For years, businesses have used historical trends to dictate how they operate. Most use business intelligence to study customer trends and match their services to these patterns.
But today’s marketplace is much more dynamic than it has ever been.
To address the more dynamic nature of doing business today, smart companies increasingly are turning to predictive analytics to spot market changes and identify potential problems and correct them before they impact the customer.
Basically, predictive analytics helps organizations look forward, and make educated decisions that anticipate customers’ future needs. It combines known information about customers, sales or finances, with critical insight to solve problems, achieve business objectives, uncover hidden patterns in customer behavior, and then use the combined knowledge to take actions that can improve business.

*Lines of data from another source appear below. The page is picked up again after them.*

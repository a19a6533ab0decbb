//! Parking sector allocator daemon
//!
//! Seeds facilities from configuration, then runs the background side of
//! the allocator: the periodic expiry sweep, the audit log writer, the
//! metrics reporter and the Prometheus endpoint.
//!
//! Module structure:
//! - `domain/` - Facilities, sectors, reservations, tiers
//! - `store/` - Versioned repositories (compare-and-swap contract)
//! - `services/` - Allocation, lifecycle, sweep, administration
//! - `io/` - Audit log, Prometheus endpoint
//! - `infra/` - Configuration, metrics

use clap::Parser;
use sector_allocator::domain::Address;
use sector_allocator::infra::{Config, Metrics};
use sector_allocator::io::prometheus::start_metrics_server;
use sector_allocator::io::AuditLog;
use sector_allocator::services::{
    create_audit_worker, ExpirySweeper, Notifier, OccupancyQuery, ReservationLifecycle,
    SectorAdmin, SweepScheduler,
};
use sector_allocator::store::{MemoryStore, ParkingStore};
use std::sync::Arc;
use tokio::sync::watch;
use tracing::{error, info, warn};
use tracing_subscriber::fmt::time::UtcTime;
use tracing_subscriber::EnvFilter;

/// Parking sector allocator - capacity allocation and reservation expiry
#[derive(Parser, Debug)]
#[command(name = "sector-allocator", version, about)]
struct Args {
    /// Path to TOML configuration file
    #[arg(short, long, default_value = "config/dev.toml")]
    config: String,
}

/// Create the facilities and sectors listed in the config
fn seed_facilities(admin: &SectorAdmin, config: &Config) {
    let now = chrono::Utc::now();
    for fc in config.facilities() {
        let facility = match admin
            .create_facility(Address::new(&fc.city, &fc.zip_code, &fc.street), fc.strategy)
        {
            Ok(facility) => facility,
            Err(e) => {
                error!(city = %fc.city, street = %fc.street, error = %e, "facility_seed_failed");
                continue;
            }
        };
        for sector in &fc.sectors {
            if let Err(e) = admin.add_sector(facility.id(), sector.clone(), now) {
                warn!(
                    facility_id = %facility.id(),
                    sector = %sector.name,
                    error = %e,
                    "sector_seed_failed"
                );
            }
        }
    }
}

#[tokio::main]
async fn main() -> Result<(), Box<dyn std::error::Error>> {
    // Initialize structured logging with configurable level via RUST_LOG env var
    // Default: INFO, use RUST_LOG=debug for per-attempt allocation detail
    let filter = EnvFilter::try_from_default_env().unwrap_or_else(|_| EnvFilter::new("info"));

    tracing_subscriber::fmt()
        .with_env_filter(filter)
        .with_timer(UtcTime::rfc_3339())
        .with_target(false)
        .init();

    info!(git_hash = %env!("GIT_HASH"), "sector-allocator starting");

    let args = Args::parse();
    let config = Config::load_from_path(&args.config);

    info!(
        config_file = %config.config_file(),
        site = %config.site_id(),
        max_attempts = %config.max_allocation_attempts(),
        max_commit_retries = %config.max_commit_retries(),
        sweeper_enabled = %config.sweeper_enabled(),
        max_reservation_hours = %config.max_reservation_hours(),
        sweep_interval_secs = %config.sweep_interval_secs(),
        facilities = %config.facilities().len(),
        prometheus_port = %config.prometheus_port(),
        "config_loaded"
    );

    let (shutdown_tx, shutdown_rx) = watch::channel(false);

    let store: Arc<dyn ParkingStore> = Arc::new(MemoryStore::new());
    let metrics = Arc::new(Metrics::new());
    let admin = SectorAdmin::new(store.clone());
    let occupancy = Arc::new(OccupancyQuery::new(store.clone()));

    seed_facilities(&admin, &config);

    // Audit log writer (notices leave the lifecycle through a bounded channel)
    let mut lifecycle = ReservationLifecycle::new(store.clone(), &config).with_metrics(metrics.clone());
    let audit_handle = if config.audit_enabled() {
        let (notifier, worker) = create_audit_worker(
            AuditLog::new(config.audit_file()),
            metrics.clone(),
            config.audit_buffer(),
        );
        let notifier: Arc<dyn Notifier> = Arc::new(notifier);
        lifecycle = lifecycle.with_notifier(notifier);
        Some(tokio::spawn(worker.run()))
    } else {
        None
    };
    let lifecycle = Arc::new(lifecycle);

    // Expiry sweep
    let sweeper = Arc::new(
        ExpirySweeper::new(store.clone(), lifecycle.clone()).with_metrics(metrics.clone()),
    );
    let sweep_handle = if config.sweeper_enabled() {
        let scheduler = SweepScheduler::from_config(sweeper, &config);
        Some(tokio::spawn(scheduler.run(shutdown_rx.clone())))
    } else {
        info!("sweeper_disabled");
        drop(sweeper);
        None
    };

    // Start Prometheus metrics HTTP server (if port > 0)
    let prometheus_port = config.prometheus_port();
    if prometheus_port > 0 {
        let prom_metrics = metrics.clone();
        let prom_occupancy = occupancy.clone();
        let prom_site = config.site_id().to_string();
        let prom_shutdown = shutdown_rx.clone();
        tokio::spawn(async move {
            if let Err(e) = start_metrics_server(
                prometheus_port,
                prom_metrics,
                prom_occupancy,
                prom_site,
                prom_shutdown,
            )
            .await
            {
                error!(error = %e, "Prometheus metrics server error");
            }
        });
    }

    // Start metrics reporter
    let report_metrics = metrics.clone();
    let report_occupancy = occupancy.clone();
    let metrics_interval = config.metrics_interval_secs();
    let mut report_shutdown = shutdown_rx.clone();
    tokio::spawn(async move {
        let mut interval = tokio::time::interval(std::time::Duration::from_secs(metrics_interval));
        loop {
            tokio::select! {
                _ = interval.tick() => {
                    let occupied: u64 = report_occupancy
                        .all_occupancy(false)
                        .iter()
                        .map(|f| f.occupied_places())
                        .sum();
                    report_metrics.report(report_occupancy.active_reservations(), occupied).log();
                }
                _ = report_shutdown.changed() => break,
            }
        }
    });

    info!(facilities = %occupancy.all_occupancy(false).len(), "allocator_ready");

    tokio::signal::ctrl_c().await?;
    info!("shutdown_signal_received");
    let _ = shutdown_tx.send(true);

    if let Some(handle) = sweep_handle {
        if let Err(e) = handle.await {
            error!(error = %e, "sweep_scheduler_join_failed");
        }
    }

    // Dropping the last lifecycle handle closes the notice channel
    drop(lifecycle);
    if let Some(handle) = audit_handle {
        if let Err(e) = handle.await {
            error!(error = %e, "audit_worker_join_failed");
        }
    }

    info!("sector-allocator shutdown complete");
    Ok(())
}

Put another way, business-intelligence tools have told companies what has happened based on historical trends. Predictive analytics tools can give deeper insight into why things happened.
To get the most from predictive analytics, companies are incorporating more real-time data into their analyses. Today, it is quite common to mine news feeds for changing business conditions and social-media sites to better understand customer likes and problems. Rolling this information into a decision-making process can help deliver better customer service.
Because predictive analytics can increase customer satisfaction and improve customer service, businesses are rapidly embracing it. An IBM Institute for Business Value study found that while 28 percent of companies surveyed were currently using predictive analytics, an additional 41 percent said they planned to in the next two oyears.
In other words, smart companies will need to embrace predictive if they are to remain competitive.